#### [PROVIDED DATA]
·····

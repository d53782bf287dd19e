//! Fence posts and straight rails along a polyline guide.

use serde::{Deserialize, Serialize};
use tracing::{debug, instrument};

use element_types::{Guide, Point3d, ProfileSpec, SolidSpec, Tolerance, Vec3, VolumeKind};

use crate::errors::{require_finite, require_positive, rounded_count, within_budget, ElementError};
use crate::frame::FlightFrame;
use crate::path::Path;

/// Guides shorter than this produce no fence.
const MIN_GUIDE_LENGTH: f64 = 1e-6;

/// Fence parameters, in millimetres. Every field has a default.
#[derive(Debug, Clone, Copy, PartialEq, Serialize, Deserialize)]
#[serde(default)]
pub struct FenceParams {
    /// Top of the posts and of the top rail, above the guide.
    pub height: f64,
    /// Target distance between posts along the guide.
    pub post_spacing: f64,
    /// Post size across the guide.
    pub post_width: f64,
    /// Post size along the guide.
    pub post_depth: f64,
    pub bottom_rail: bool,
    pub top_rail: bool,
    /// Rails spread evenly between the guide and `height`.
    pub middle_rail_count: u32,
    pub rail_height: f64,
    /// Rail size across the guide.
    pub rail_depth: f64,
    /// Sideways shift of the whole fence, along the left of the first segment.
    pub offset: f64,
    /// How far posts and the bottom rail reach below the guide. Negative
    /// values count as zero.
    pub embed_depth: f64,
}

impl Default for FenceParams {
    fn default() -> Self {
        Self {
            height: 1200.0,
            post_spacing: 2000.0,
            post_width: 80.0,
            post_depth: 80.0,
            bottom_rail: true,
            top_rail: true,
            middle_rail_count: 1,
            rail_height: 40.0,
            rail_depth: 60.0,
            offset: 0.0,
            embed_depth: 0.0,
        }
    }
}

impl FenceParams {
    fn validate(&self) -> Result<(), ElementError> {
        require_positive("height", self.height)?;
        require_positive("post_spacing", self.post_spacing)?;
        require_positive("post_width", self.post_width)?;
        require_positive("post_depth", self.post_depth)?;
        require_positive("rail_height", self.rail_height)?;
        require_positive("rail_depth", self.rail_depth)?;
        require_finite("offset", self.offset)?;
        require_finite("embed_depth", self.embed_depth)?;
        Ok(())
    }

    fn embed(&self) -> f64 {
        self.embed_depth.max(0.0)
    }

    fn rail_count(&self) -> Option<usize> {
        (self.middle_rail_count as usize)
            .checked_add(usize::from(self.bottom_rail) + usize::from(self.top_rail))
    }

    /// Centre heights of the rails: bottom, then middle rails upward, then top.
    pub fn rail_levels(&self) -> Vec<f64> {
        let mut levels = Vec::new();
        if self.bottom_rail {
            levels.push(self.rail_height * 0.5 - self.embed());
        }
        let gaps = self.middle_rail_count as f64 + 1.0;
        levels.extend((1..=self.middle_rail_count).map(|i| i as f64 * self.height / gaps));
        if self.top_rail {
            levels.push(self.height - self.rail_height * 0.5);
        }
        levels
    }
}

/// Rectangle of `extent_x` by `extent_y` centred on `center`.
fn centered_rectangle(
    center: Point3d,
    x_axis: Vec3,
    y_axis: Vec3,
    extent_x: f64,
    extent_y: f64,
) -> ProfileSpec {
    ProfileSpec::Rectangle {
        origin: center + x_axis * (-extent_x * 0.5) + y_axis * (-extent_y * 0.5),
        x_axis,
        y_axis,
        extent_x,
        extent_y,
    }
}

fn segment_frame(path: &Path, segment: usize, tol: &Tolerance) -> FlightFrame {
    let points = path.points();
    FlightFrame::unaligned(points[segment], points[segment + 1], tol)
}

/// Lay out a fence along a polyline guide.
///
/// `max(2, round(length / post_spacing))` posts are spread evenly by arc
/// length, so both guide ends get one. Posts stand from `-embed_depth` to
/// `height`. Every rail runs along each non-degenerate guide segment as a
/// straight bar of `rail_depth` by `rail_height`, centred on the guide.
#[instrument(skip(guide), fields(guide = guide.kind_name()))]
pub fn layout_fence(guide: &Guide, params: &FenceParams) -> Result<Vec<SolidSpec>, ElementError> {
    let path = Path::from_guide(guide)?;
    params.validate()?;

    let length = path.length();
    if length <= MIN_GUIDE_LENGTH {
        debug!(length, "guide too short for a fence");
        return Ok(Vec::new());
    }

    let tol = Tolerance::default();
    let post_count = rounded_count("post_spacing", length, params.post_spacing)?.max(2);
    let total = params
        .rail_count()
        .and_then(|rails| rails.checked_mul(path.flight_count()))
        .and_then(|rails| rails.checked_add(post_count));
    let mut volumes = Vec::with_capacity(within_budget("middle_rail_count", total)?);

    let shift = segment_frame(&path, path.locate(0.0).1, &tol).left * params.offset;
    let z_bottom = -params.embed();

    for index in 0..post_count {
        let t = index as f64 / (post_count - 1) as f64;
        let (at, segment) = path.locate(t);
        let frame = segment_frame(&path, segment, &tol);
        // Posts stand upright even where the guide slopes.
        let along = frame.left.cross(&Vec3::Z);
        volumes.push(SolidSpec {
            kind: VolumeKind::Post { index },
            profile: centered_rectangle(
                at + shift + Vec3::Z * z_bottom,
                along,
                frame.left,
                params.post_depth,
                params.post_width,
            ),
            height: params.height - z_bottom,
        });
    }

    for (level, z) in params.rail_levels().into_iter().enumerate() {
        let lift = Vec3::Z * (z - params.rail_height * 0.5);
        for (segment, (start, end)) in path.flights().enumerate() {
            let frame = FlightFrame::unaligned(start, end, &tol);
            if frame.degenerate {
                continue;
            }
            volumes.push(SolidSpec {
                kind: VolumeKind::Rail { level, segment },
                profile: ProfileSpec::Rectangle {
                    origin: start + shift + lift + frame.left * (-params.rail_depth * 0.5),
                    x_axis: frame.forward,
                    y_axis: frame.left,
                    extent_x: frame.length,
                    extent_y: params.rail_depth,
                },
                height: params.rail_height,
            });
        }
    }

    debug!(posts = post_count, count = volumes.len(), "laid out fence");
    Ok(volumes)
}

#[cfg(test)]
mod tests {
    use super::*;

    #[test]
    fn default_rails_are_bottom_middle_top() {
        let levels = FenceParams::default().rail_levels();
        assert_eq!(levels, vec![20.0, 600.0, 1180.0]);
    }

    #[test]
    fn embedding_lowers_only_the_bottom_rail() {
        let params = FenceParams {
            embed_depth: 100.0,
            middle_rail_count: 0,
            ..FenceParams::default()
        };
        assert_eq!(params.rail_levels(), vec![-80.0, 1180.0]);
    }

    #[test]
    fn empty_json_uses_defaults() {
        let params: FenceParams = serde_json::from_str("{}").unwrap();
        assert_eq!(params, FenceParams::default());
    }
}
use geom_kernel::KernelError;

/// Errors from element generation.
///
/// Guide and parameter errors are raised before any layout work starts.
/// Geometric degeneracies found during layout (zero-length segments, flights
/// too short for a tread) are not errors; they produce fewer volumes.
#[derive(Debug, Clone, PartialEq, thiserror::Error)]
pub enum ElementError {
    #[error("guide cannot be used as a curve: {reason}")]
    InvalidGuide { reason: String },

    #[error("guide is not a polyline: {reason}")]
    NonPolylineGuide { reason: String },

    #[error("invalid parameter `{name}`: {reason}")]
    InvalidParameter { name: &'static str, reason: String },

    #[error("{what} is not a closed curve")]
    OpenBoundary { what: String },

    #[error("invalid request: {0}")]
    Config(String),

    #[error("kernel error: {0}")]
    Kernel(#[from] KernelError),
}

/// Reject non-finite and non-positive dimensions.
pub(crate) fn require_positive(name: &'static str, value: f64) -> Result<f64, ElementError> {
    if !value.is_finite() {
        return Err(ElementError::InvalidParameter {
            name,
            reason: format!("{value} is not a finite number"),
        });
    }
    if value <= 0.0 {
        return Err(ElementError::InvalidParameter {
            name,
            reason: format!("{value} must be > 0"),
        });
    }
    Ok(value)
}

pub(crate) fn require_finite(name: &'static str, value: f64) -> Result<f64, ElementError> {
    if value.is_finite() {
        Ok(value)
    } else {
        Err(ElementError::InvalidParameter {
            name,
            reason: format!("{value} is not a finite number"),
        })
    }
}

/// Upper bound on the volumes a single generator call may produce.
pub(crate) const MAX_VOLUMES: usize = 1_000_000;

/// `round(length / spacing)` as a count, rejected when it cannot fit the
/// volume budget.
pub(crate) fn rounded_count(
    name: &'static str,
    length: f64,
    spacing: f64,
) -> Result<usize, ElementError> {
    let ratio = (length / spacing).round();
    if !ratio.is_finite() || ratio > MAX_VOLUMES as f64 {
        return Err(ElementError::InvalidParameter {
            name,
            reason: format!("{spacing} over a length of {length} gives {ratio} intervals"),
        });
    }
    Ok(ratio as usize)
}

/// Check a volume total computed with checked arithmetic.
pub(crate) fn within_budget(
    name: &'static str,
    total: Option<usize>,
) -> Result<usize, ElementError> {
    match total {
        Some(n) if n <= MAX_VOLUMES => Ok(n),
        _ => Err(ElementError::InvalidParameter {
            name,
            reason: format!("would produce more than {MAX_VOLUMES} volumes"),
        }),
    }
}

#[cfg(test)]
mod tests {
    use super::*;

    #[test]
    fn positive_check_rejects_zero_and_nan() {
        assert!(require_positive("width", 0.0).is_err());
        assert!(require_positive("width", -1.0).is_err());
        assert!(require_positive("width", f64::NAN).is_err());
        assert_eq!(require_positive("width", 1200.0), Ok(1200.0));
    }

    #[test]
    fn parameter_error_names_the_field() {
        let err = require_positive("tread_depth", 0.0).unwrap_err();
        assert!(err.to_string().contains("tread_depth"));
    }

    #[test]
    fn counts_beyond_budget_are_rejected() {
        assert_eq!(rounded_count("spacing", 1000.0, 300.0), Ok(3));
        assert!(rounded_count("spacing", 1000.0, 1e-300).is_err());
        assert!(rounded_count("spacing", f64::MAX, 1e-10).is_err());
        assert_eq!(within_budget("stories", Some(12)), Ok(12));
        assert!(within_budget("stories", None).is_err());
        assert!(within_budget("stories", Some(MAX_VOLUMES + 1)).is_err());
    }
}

·····

#### [REQUIREMENT]
Counting only lines that contain the word "Tolerance", state how many appear in the entries, and add nothing.

#### [TASK RESPONSE]
3